Le récit qui suit, est extrait d'un rapport manuscrit qui a été rédigé le 25 janvier 1627. Le naufrage est dramatique à environ une lieue de la côte.
Cette grande caraque puisqu'elle avait un port de 1600 tonneaux, avait 500 personnes à bord. On ne comptera que 16 survivants, dont le
capitaine. Quant à la cargaison, elle contient toutes sortes de produits exotiques fort chers et une grande caisse nombreux diamants.
La nouvelle n'arriva à Bordeaux que cinq jours plus tard. Le duc d'Epernon qui régnait sur le région, comprit immédiatement l'intérêt financier et
« dépêcha quatre de ses gardes sur lesdits lieux, commanda à ses officiers de s'y transporter en toute diligence pour faire le devoir de leurs
charges, et se résolut de s'y acheminer lui-même deux jours après pour apporter tout ce qui dépend de son pouvoir et autorité à ce qu'il ne fût
point fait de tort à ces pauvres gens-là, et tâcher de faire ce qui se pourrait conserver de ce débris.

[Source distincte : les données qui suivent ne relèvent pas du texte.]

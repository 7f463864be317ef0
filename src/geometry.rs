//! Axis-aligned box geometry: hit testing, dragging, corner resizing and overlap.
//!
//! All functions here are pure. Mutations return the new rectangle and never fail;
//! out-of-range input is clamped or ignored instead.

use crate::types::{Float, Point, Rect, Size, Vector};

/// A corner control point used to resize a box
#[derive(Debug, Clone, Copy, PartialEq, Eq, Hash)]
pub enum Handle {
    NorthWest,
    NorthEast,
    SouthWest,
    SouthEast,
}

/// Which end of an axis an edge sits on
#[derive(Debug, Clone, Copy, PartialEq, Eq)]
pub enum EdgeSide {
    /// Left or top edge, moving it shifts the origin and the length together
    Near,
    /// Right or bottom edge, moving it changes the length only
    Far,
}

/// The two edges that follow the pointer while a handle is dragged
#[derive(Debug, Clone, Copy, PartialEq, Eq)]
pub struct HandleEdges {
    pub horizontal: EdgeSide,
    pub vertical: EdgeSide,
}

impl Handle {
    /// Hit-test order
    pub const ALL: [Handle; 4] = [
        Handle::NorthWest,
        Handle::NorthEast,
        Handle::SouthWest,
        Handle::SouthEast,
    ];

    pub const fn edges(self) -> HandleEdges {
        use EdgeSide::{Far, Near};
        let (horizontal, vertical) = match self {
            Handle::NorthWest => (Near, Near),
            Handle::NorthEast => (Far, Near),
            Handle::SouthWest => (Near, Far),
            Handle::SouthEast => (Far, Far),
        };
        HandleEdges {
            horizontal,
            vertical,
        }
    }

    pub fn corner(self, rect: &Rect) -> Point {
        let edges = self.edges();
        Point::new(
            edge_position(edges.horizontal, rect.origin.x, rect.size.width),
            edge_position(edges.vertical, rect.origin.y, rect.size.height),
        )
    }

    pub fn name(self) -> &'static str {
        match self {
            Handle::NorthWest => "northwest",
            Handle::NorthEast => "northeast",
            Handle::SouthWest => "southwest",
            Handle::SouthEast => "southeast",
        }
    }
}

fn edge_position(side: EdgeSide, start: Float, length: Float) -> Float {
    match side {
        EdgeSide::Near => start,
        EdgeSide::Far => start + length,
    }
}

/// Inclusive on all four edges
pub fn contains_point(point: Point, rect: &Rect) -> bool {
    point.x >= rect.origin.x
        && point.x <= rect.origin.x + rect.size.width
        && point.y >= rect.origin.y
        && point.y <= rect.origin.y + rect.size.height
}

/// Returns the first corner whose square tolerance box (half-width `handle_size`) contains `point`.
pub fn hit_test_handle(point: Point, rect: &Rect, handle_size: Float) -> Option<Handle> {
    Handle::ALL.into_iter().find(|handle| {
        let corner = handle.corner(rect);
        (point.x - corner.x).abs() <= handle_size && (point.y - corner.y).abs() <= handle_size
    })
}

/// Clamps a span start into `[0, extent - length]`.
///
/// Lower bound wins when the span is longer than the extent, `Float::clamp` would panic there.
pub fn clamp_position(start: Float, length: Float, extent: Float) -> Float {
    start.min(extent - length).max(0.0)
}

pub fn update_drag(point: Point, offset: Vector, rect: &Rect, viewport: Size) -> Rect {
    let target = point - offset;
    Rect::new(
        Point::new(
            clamp_position(target.x, rect.size.width, viewport.width),
            clamp_position(target.y, rect.size.height, viewport.height),
        ),
        rect.size,
    )
}

/// Moves one edge of the span `[start, start + length]` to `pointer` and returns the new
/// `(start, length)`.
///
/// The span comes back unchanged if the move would shrink it below `min_size` or put the
/// edge outside `[0, extent]`.
pub fn move_edge(
    side: EdgeSide,
    start: Float,
    length: Float,
    pointer: Float,
    extent: Float,
    min_size: Float,
) -> (Float, Float) {
    match side {
        EdgeSide::Near => {
            let new_length = length + (start - pointer);
            if new_length >= min_size && pointer >= 0.0 {
                (pointer, new_length)
            } else {
                (start, length)
            }
        }
        EdgeSide::Far => {
            let new_length = pointer - start;
            if new_length >= min_size && pointer <= extent {
                (start, new_length)
            } else {
                (start, length)
            }
        }
    }
}

pub fn update_resize(
    point: Point,
    handle: Handle,
    rect: &Rect,
    viewport: Size,
    min_size: Float,
) -> Rect {
    let edges = handle.edges();
    let (x, width) = move_edge(
        edges.horizontal,
        rect.origin.x,
        rect.size.width,
        point.x,
        viewport.width,
        min_size,
    );
    let (y, height) = move_edge(
        edges.vertical,
        rect.origin.y,
        rect.size.height,
        point.y,
        viewport.height,
        min_size,
    );
    Rect::new(Point::new(x, y), Size::new(width, height))
}

/// Overlap of two boxes, `None` unless it has positive width and height
pub fn overlap(a: &Rect, b: &Rect) -> Option<Rect> {
    let left = a.origin.x.max(b.origin.x);
    let top = a.origin.y.max(b.origin.y);
    let right = (a.origin.x + a.size.width).min(b.origin.x + b.size.width);
    let bottom = (a.origin.y + a.size.height).min(b.origin.y + b.size.height);
    if right > left && bottom > top {
        Some(Rect::new(
            Point::new(left, top),
            Size::new(right - left, bottom - top),
        ))
    } else {
        None
    }
}

#[cfg(test)]
mod tests {
    use super::*;

    fn rect(x: Float, y: Float, width: Float, height: Float) -> Rect {
        Rect::new(Point::new(x, y), Size::new(width, height))
    }

    fn viewport() -> Size {
        Size::new(500.0, 400.0)
    }

    #[test]
    fn test_contains_point_is_inclusive() {
        let r = rect(10.0, 20.0, 30.0, 40.0);
        assert!(contains_point(Point::new(10.0, 20.0), &r));
        assert!(contains_point(Point::new(40.0, 60.0), &r));
        assert!(contains_point(Point::new(25.0, 30.0), &r));
        assert!(!contains_point(Point::new(9.9, 30.0), &r));
        assert!(!contains_point(Point::new(25.0, 60.1), &r));
    }

    #[test]
    fn test_edge_table() {
        use EdgeSide::{Far, Near};
        let table: Vec<_> = Handle::ALL
            .iter()
            .map(|handle| (handle.name(), handle.edges()))
            .map(|(name, edges)| (name, edges.horizontal, edges.vertical))
            .collect();
        assert_eq!(
            vec![
                ("northwest", Near, Near),
                ("northeast", Far, Near),
                ("southwest", Near, Far),
                ("southeast", Far, Far),
            ],
            table
        );
    }

    #[test]
    fn test_corners() {
        let r = rect(10.0, 20.0, 30.0, 40.0);
        assert_eq!(Point::new(10.0, 20.0), Handle::NorthWest.corner(&r));
        assert_eq!(Point::new(40.0, 20.0), Handle::NorthEast.corner(&r));
        assert_eq!(Point::new(10.0, 60.0), Handle::SouthWest.corner(&r));
        assert_eq!(Point::new(40.0, 60.0), Handle::SouthEast.corner(&r));
    }

    macro_rules! test_hit_handle {
        ($($name:ident, $x:expr, $y:expr, $expected:expr;)+) => {
            $(#[test]
            fn $name() {
                let r = rect(50.0, 50.0, 150.0, 100.0);
                assert_eq!($expected, hit_test_handle(Point::new($x, $y), &r, 8.0));
            })+
        };
    }

    test_hit_handle!(
        hit_northwest_exact, 50.0, 50.0, Some(Handle::NorthWest);
        hit_northwest_tolerance_edge, 42.0, 58.0, Some(Handle::NorthWest);
        hit_northeast, 205.0, 47.0, Some(Handle::NorthEast);
        hit_southwest, 53.0, 150.0, Some(Handle::SouthWest);
        hit_southeast, 200.0, 150.0, Some(Handle::SouthEast);
        hit_outside_tolerance, 41.9, 50.0, None;
        hit_middle, 125.0, 100.0, None;
    );

    #[test]
    fn test_hit_overlapping_tolerance_prefers_first_corner() {
        let r = rect(0.0, 0.0, 10.0, 10.0);
        assert_eq!(
            Some(Handle::NorthWest),
            hit_test_handle(Point::new(5.0, 5.0), &r, 8.0)
        );
    }

    #[test]
    fn test_drag_moves_origin_only() {
        let r = rect(50.0, 50.0, 150.0, 100.0);
        let dragged = update_drag(
            Point::new(100.0, 120.0),
            Vector::new(10.0, 20.0),
            &r,
            viewport(),
        );
        assert_eq!(rect(90.0, 100.0, 150.0, 100.0), dragged);
    }

    #[test]
    fn test_drag_clamps_to_left_edge() {
        let r = rect(50.0, 50.0, 150.0, 100.0);
        let dragged = update_drag(Point::new(10.0, 80.0), Vector::new(30.0, 30.0), &r, viewport());
        assert_eq!(0.0, dragged.origin.x);
        assert_eq!(50.0, dragged.origin.y);
        assert_eq!(r.size, dragged.size);
    }

    #[test]
    fn test_drag_clamps_to_far_edges() {
        let r = rect(50.0, 50.0, 150.0, 100.0);
        let dragged = update_drag(Point::new(490.0, 395.0), Vector::new(0.0, 0.0), &r, viewport());
        assert_eq!(rect(350.0, 300.0, 150.0, 100.0), dragged);
    }

    #[test]
    fn test_drag_wider_than_viewport_sticks_to_origin() {
        let r = rect(0.0, 0.0, 600.0, 100.0);
        let dragged = update_drag(Point::new(30.0, 0.0), Vector::new(0.0, 0.0), &r, viewport());
        assert_eq!(0.0, dragged.origin.x);
    }

    #[test]
    fn test_move_edge_near() {
        assert_eq!((40.0, 60.0), move_edge(EdgeSide::Near, 50.0, 50.0, 40.0, 500.0, 10.0));
        // would shrink below the floor
        assert_eq!((50.0, 50.0), move_edge(EdgeSide::Near, 50.0, 50.0, 95.0, 500.0, 10.0));
        // pointer outside the viewport
        assert_eq!((50.0, 50.0), move_edge(EdgeSide::Near, 50.0, 50.0, -1.0, 500.0, 10.0));
        assert_eq!((0.0, 100.0), move_edge(EdgeSide::Near, 50.0, 50.0, 0.0, 500.0, 10.0));
    }

    #[test]
    fn test_move_edge_far() {
        assert_eq!((50.0, 70.0), move_edge(EdgeSide::Far, 50.0, 50.0, 120.0, 500.0, 10.0));
        assert_eq!((50.0, 10.0), move_edge(EdgeSide::Far, 50.0, 50.0, 60.0, 500.0, 10.0));
        assert_eq!((50.0, 50.0), move_edge(EdgeSide::Far, 50.0, 50.0, 59.0, 500.0, 10.0));
        assert_eq!((50.0, 50.0), move_edge(EdgeSide::Far, 50.0, 50.0, 501.0, 500.0, 10.0));
        assert_eq!((50.0, 450.0), move_edge(EdgeSide::Far, 50.0, 50.0, 500.0, 500.0, 10.0));
    }

    #[test]
    fn test_resize_northwest() {
        let r = rect(50.0, 50.0, 150.0, 100.0);
        let resized = update_resize(
            Point::new(30.0, 40.0),
            Handle::NorthWest,
            &r,
            viewport(),
            10.0,
        );
        assert_eq!(rect(30.0, 40.0, 170.0, 110.0), resized);
    }

    #[test]
    fn test_resize_northeast() {
        let r = rect(50.0, 50.0, 150.0, 100.0);
        let resized = update_resize(
            Point::new(250.0, 60.0),
            Handle::NorthEast,
            &r,
            viewport(),
            10.0,
        );
        assert_eq!(rect(50.0, 60.0, 200.0, 90.0), resized);
    }

    #[test]
    fn test_resize_southwest() {
        let r = rect(50.0, 50.0, 150.0, 100.0);
        let resized = update_resize(
            Point::new(70.0, 170.0),
            Handle::SouthWest,
            &r,
            viewport(),
            10.0,
        );
        assert_eq!(rect(70.0, 50.0, 130.0, 120.0), resized);
    }

    #[test]
    fn test_resize_southeast() {
        let r = rect(50.0, 50.0, 150.0, 100.0);
        let resized = update_resize(
            Point::new(100.0, 80.0),
            Handle::SouthEast,
            &r,
            viewport(),
            10.0,
        );
        assert_eq!(rect(50.0, 50.0, 50.0, 30.0), resized);
    }

    #[test]
    fn test_resize_southeast_below_floor_keeps_width() {
        let r = rect(50.0, 50.0, 150.0, 100.0);
        let resized = update_resize(
            Point::new(55.0, 120.0),
            Handle::SouthEast,
            &r,
            viewport(),
            10.0,
        );
        assert_eq!(150.0, resized.size.width);
        // the vertical edge is independent and still follows
        assert_eq!(70.0, resized.size.height);
    }

    #[test]
    fn test_resize_sticks_at_viewport_edge() {
        let r = rect(50.0, 50.0, 150.0, 100.0);
        let resized = update_resize(
            Point::new(-5.0, -5.0),
            Handle::NorthWest,
            &r,
            viewport(),
            10.0,
        );
        assert_eq!(r, resized);
        let resized = update_resize(
            Point::new(510.0, 300.0),
            Handle::SouthEast,
            &r,
            viewport(),
            10.0,
        );
        assert_eq!(rect(50.0, 50.0, 150.0, 250.0), resized);
    }

    #[test]
    fn test_overlap() {
        let a = rect(0.0, 0.0, 100.0, 100.0);
        let b = rect(50.0, 50.0, 100.0, 100.0);
        assert_eq!(Some(rect(50.0, 50.0, 50.0, 50.0)), overlap(&a, &b));
        assert_eq!(overlap(&a, &b), overlap(&b, &a));
    }

    #[test]
    fn test_overlap_touching_edges_is_empty() {
        let a = rect(0.0, 0.0, 100.0, 100.0);
        let b = rect(100.0, 0.0, 100.0, 100.0);
        assert_eq!(None, overlap(&a, &b));
    }
}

S'étant donc approché jusqu'à un lieu appelé Lacanau, il apprit par les habitants du pays qu'il y avait encore cinq ou six grandes lieues de
chemin à faire de là jusqu'au lieu où ladite caraque s'était perdue, et qu'à cause des grandes et continuelles pluies qu'il avait fait dont [une]
partie du chemin était inondée, il lui serait impossible de passer, qu'il fallait nécessairement faire douze heures en un jour, à savoir six en allant
et six au retour, sans trouver une seule maison pour retraite, et d'ailleurs qu'il fallait faire 3 lieues à pied sur des montagnes de sable où les
chevaux ne pouvaient aller.
Cela contraignit mondit seigneur de rebrousser chemin et s'en retourner sur ses pas en cette ville, après avoir donné tout le meilleur ordre qu'il
lui fut possible pour la conservation des marchandises qui restaient dudit naufrage. Ayant envoyé ses gardes sur la côte pour empêcher les
voleries des habitants circonvoisins, qui de 10 lieues ou environ ont accoutumé d'accourir à ces occasions, comme ils ont fait à celle-ci depuis le
jour dudit naufrage, pour piller et emporter tout ce qu'ils peuvent, de manière que ce qu'on pourra sauver sera fort peu de chose.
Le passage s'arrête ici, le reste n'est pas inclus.